La première revient à instiller la suspicion sur l’intégrité des juges. Le président de la cour d’assise n’a-t-il pas été jugé très partial à l’endroit de Brierre ? Les institutions judiciaires sont donc menacées. Il ne s’agit plus cette fois, comme pour Dreyfus, d’une remise en cause des seules institutions militaires, mais d’une gangrène qui gagne le cœur même de la justice civile et dont l’affaire Brierre serait à la fois l’illustration et l’accélérateur. Or, les conditions du procès Brierre « ont été celles de la plupart des procès criminels[5] ». Monter en épingle ses petits dysfonctionnements revient à poursuivre le travail de sabotage, entamé avec l’affaire Dreyfus, contre l’institution judiciaire, pilier de l’État.
Les antidreyfusards : les mêmes « gogos du sentiment »
La seconde « ficelle » est de faire appel aux gogos du sentiment. Les échanges épistolaires émouvants entre Brierre et sa fille, publiés par la presse populaire et lus par des millions de lecteurs, ont pour objectif caché d’humaniser le pire des criminels.
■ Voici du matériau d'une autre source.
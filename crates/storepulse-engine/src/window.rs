//! Per-day business windows and the observations that fall inside them.

use chrono::{DateTime, Datelike, NaiveDate, NaiveTime, Utc};
use chrono_tz::Tz;
use storepulse_core::{BusinessHours, DailyHours, MissingHoursPolicy, Observation};

use crate::segment::DayGroup;
use crate::time_convert::local_to_utc;

/// Absolute-time interval during which a store is expected to be open on one day.
#[derive(Debug, Clone, Copy, PartialEq, Eq)]
pub struct BusinessWindow {
    pub start: DateTime<Utc>,
    pub end: DateTime<Utc>,
}

impl BusinessWindow {
    /// Inclusive at both ends.
    #[must_use]
    pub fn contains(&self, instant: &DateTime<Utc>) -> bool {
        self.start <= *instant && *instant <= self.end
    }
}

/// A day's business window together with the observations inside it.
#[derive(Debug, Clone, Copy, PartialEq, Eq)]
pub struct BusinessDay<'a> {
    pub window: BusinessWindow,
    /// Non-empty, ascending.
    pub observations: &'a [Observation],
}

/// The business windows for `date`; empty when the store is closed that day.
///
/// The weekday of `date` selects the hours and every instant is anchored on
/// `date` itself. A closing time earlier than the opening time wraps within
/// the same local date: the store is open from midnight until closing and
/// from opening until the end of the day. Windows never leave their date, so
/// windows of different dates never overlap.
#[must_use]
pub fn business_windows(
    date: NaiveDate,
    hours: &BusinessHours,
    tz: Tz,
    policy: MissingHoursPolicy,
) -> Vec<BusinessWindow> {
    let Some(daily) = hours.for_weekday(date.weekday(), policy) else {
        return Vec::new();
    };
    let span = |start: NaiveTime, end: NaiveTime| BusinessWindow {
        start: local_to_utc(start, tz, date),
        end: local_to_utc(end, tz, date),
    };

    if daily.crosses_midnight() {
        let whole = DailyHours::full_day();
        vec![
            span(whole.start_local, daily.end_local),
            span(daily.start_local, whole.end_local),
        ]
    } else {
        vec![span(daily.start_local, daily.end_local)]
    }
}

/// Restrict a day group to its business windows.
///
/// Yields one [`BusinessDay`] per window that holds at least one observation,
/// in window order. Nothing is returned when the store is closed that day or
/// no observation falls inside a window; the day then contributes nothing
/// downstream.
#[must_use]
pub fn filter_business_hours<'a>(
    group: &DayGroup<'a>,
    hours: &BusinessHours,
    tz: Tz,
    policy: MissingHoursPolicy,
) -> Vec<BusinessDay<'a>> {
    // Groups are ascending, so each window's observations form one contiguous run.
    let observations = group.observations;
    business_windows(group.date, hours, tz, policy)
        .into_iter()
        .filter_map(|window| {
            let lo = observations.partition_point(|o| o.timestamp < window.start);
            let hi = observations.partition_point(|o| o.timestamp <= window.end);
            (lo < hi).then(|| BusinessDay {
                window,
                observations: &observations[lo..hi],
            })
        })
        .collect()
}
Les antidreyfusards s’étranglent : Voilà encore un procédé dont les soutiens de Dreyfus avaient usé en rassemblant les lettres adressées à sa femme dans un livre intitulé Les lettres d’un innocent.
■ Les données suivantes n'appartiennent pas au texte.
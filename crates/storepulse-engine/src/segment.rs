//! Splitting a store's observations into calendar-day groups.

use chrono::{DateTime, NaiveDate, Utc};
use chrono_tz::Tz;
use storepulse_core::{DayBasis, Observation};

use crate::error::EngineError;

/// A maximal run of consecutive observations that share a calendar day.
///
/// Never empty when produced by [`segment_by_day`].
#[derive(Debug, Clone, Copy, PartialEq, Eq)]
pub struct DayGroup<'a> {
    /// The day key shared by every observation in the group.
    pub date: NaiveDate,
    pub observations: &'a [Observation],
}

/// The calendar date of `timestamp` under `basis`.
///
/// `tz` is only consulted for [`DayBasis::StoreLocal`].
#[must_use]
pub fn day_key(basis: DayBasis, tz: Tz, timestamp: &DateTime<Utc>) -> NaiveDate {
    match basis {
        DayBasis::Utc => timestamp.date_naive(),
        DayBasis::StoreLocal => timestamp.with_timezone(&tz).date_naive(),
    }
}

/// Check that timestamps never decrease.
///
/// # Errors
///
/// Returns [`EngineError::UnsortedInput`] with the index of the first
/// observation that is earlier than its predecessor.
pub fn ensure_sorted(observations: &[Observation]) -> Result<(), EngineError> {
    match observations
        .windows(2)
        .position(|pair| pair[1].timestamp < pair[0].timestamp)
    {
        Some(pos) => Err(EngineError::UnsortedInput { index: pos + 1 }),
        None => Ok(()),
    }
}

/// Split ascending `observations` into day groups using `key` for the date.
///
/// Single left-to-right scan; a new group starts whenever the key differs
/// from the running group's key. Groups borrow from the input.
///
/// # Errors
///
/// Returns [`EngineError::UnsortedInput`] if the input is not ascending.
pub fn segment_by_day<K>(
    observations: &[Observation],
    key: K,
) -> Result<Vec<DayGroup<'_>>, EngineError>
where
    K: Fn(&DateTime<Utc>) -> NaiveDate,
{
    ensure_sorted(observations)?;

    let mut groups = Vec::new();
    let mut start = 0;
    let mut current: Option<NaiveDate> = None;

    for (idx, observation) in observations.iter().enumerate() {
        let date = key(&observation.timestamp);
        match current {
            Some(day) if day == date => {}
            Some(day) => {
                groups.push(DayGroup {
                    date: day,
                    observations: &observations[start..idx],
                });
                start = idx;
                current = Some(date);
            }
            None => current = Some(date),
        }
    }

    if let Some(day) = current {
        groups.push(DayGroup {
            date: day,
            observations: &observations[start..],
        });
    }

    Ok(groups)
}
mod import;
mod report;

use std::path::PathBuf;

use clap::{Parser, Subcommand};
use tracing_subscriber::EnvFilter;
use uuid::Uuid;

#[derive(Debug, Parser)]
#[command(name = "storepulse-cli")]
#[command(about = "StorePulse command line interface")]
struct Cli {
    #[command(subcommand)]
    command: Option<Commands>,
}

#[derive(Debug, Subcommand)]
enum Commands {
    /// Apply pending database migrations
    Migrate,
    /// Load the source CSV datasets into the database
    Import {
        /// Store status observations (`store_id,status,timestamp_utc`)
        #[arg(long)]
        store_status: Option<PathBuf>,
        /// Weekly business hours (`store_id,dayOfWeek,start_time_local,end_time_local`)
        #[arg(long)]
        business_hours: Option<PathBuf>,
        /// Store timezones (`store_id,timezone_str`)
        #[arg(long)]
        timezones: Option<PathBuf>,
    },
    /// Build an uptime/downtime report now and write it as CSV
    Report {
        /// Write the CSV here instead of stdout
        #[arg(long, short)]
        output: Option<PathBuf>,
        /// Also store the finished report so it can be fetched by id
        #[arg(long)]
        persist: bool,
    },
    /// Show the status of a stored report
    Status {
        /// Report id returned by `trigger_report` or `report --persist`
        report_id: Uuid,
    },
}

#[tokio::main]
async fn main() -> anyhow::Result<()> {
    dotenvy::dotenv().ok();
    let cli = Cli::parse();

    let Some(command) = cli.command else {
        println!("storepulse-cli ready; run with --help to list commands");
        return Ok(());
    };

    let config = storepulse_core::load_app_config()?;
    let env_filter = EnvFilter::try_from_default_env()
        .or_else(|_| EnvFilter::try_new(config.log_level.clone()))?;
    tracing_subscriber::fmt()
        .with_env_filter(env_filter)
        .with_writer(std::io::stderr)
        .init();

    let pool_config = storepulse_db::PoolConfig::from_app_config(&config);
    let pool = storepulse_db::connect_pool(&config.database_url, pool_config).await?;

    match command {
        Commands::Migrate => {
            let applied = storepulse_db::run_migrations(&pool).await?;
            println!("applied {applied} migration(s)");
        }
        Commands::Import {
            store_status,
            business_hours,
            timezones,
        } => {
            let paths = import::ImportPaths {
                store_status,
                business_hours,
                timezones,
            };
            import::run_import(&pool, &paths).await?;
        }
        Commands::Report { output, persist } => {
            report::run_report(&pool, &config, output.as_deref(), persist).await?;
        }
        Commands::Status { report_id } => report::run_status(&pool, report_id).await?,
    }

    Ok(())
}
Les antidreyfusards : « le triomphe du traitre et de l’assassin »
« Nous voyons après le triomphe du traître poindre le triomphe de l’assassin[6] ! », pronostique Le gaulois le 1er janvier 1902. Le président Loubet accorde la grâce à Brierre en février 1902. « Avec la grâce de Dreyfus, Loubet s’est enfoncé dans la honte jusqu’aux épaules. Avec celle de Brierre, il a plongé dans le sang jusqu’au cou », s’indigne Henri Rochefort dans l’Intransigeant[7].
Brierre : retour en France après la Guyane ?
Quand en janvier 1903, le forçat Brierre est débarqué en Guyane, c’est aux îles du Salut. Précisément à l’île Royale, à quelques coups de rame de l’île du Diable où Dreyfus avait, entre 1895 et 1899, purgé quatre années de détention. Mais pour le condamné, la grâce n’est qu’une étape vers la réhabilitation et le retour en France. C’est précisément la crainte des antidreyfusards. « Après une nouvelle campagne, prévoit Le Journal de Chartres, « on obtiendra que l’assassin de Corancez soit, comme Dreyfus, rendu à la liberté[8] ».
L’exploitation politique des antidreyfusards fait pschitt
Mais le petit paysan de Corancez meurt le 28 mars 1910 au bagne alors que sourdent des rumeurs – fausses – d’un nouveau procès. Contrairement à Dreyfus, il n’a jamais été réhabilité. Il n’en a même jamais été question.
Du point de vue historique, l’intérêt de l’affaire Brierre est, d’une part, de présenter l’exploitation politique d’un dossier criminel (ce qui est, somme toute, banal) et, d’autre part, de montrer comment l’idéologie à l’œuvre dans l’affaire Dreyfus a été réinvesti à la faveur des affaires criminelles[9] (ce qui l’est moins).
[1] Créée en 1898 dans le contexte de l’Affaire Dreyfus,
[2] L’Intransigeant, 31 décembre 1902.
[3] L’Intransigeant, 2 février 1902 et 8 novembre 1902.
[4] Le Gaulois, 1er janvier 1902. Éditorial de Maurice Talmeyr.
[5] Tome 6, année 1902 janvier-juin, p 178-182. Un journaliste du Soleil écrit : « Je n’ai jamais mieux mesuré les ravages produits par la crise dreyfusienne qu’en lisant la lettre où un lecteur me reproche cette monstruosité d’avoir considéré la condamnation de Brierre comme une preuve de sa culpabilité ». Extrait reproduit dans L’Autorité, 29 décembre 1901.
[6] Le Gaulois, 1er janvier 1902. Éditorial de Maurice Talmeyr.
[7] L’Intransigeant, 5 et 6 février 1902. Éditoriaux de Rochefort dont des extraits sont cités par Le Matin, Le Gaulois et Le Journal de Chartres.
[8] Le Journal de Chartres, 4 février 1902.
[9] Il est au moins un autre cas d’affaire criminelle examinée à la lumière de l’affaire Dreyfus : l’affaire du syndicaliste Durand au Havre en 1910 condamné à mort – puis gracié – pour un crime qu’il n’avait pas commis. À ce sujet, Marc Hédrich, L’affaire Jules Durand, Quand l’erreur judiciaire devient un crime, Michalon Eds, 2020.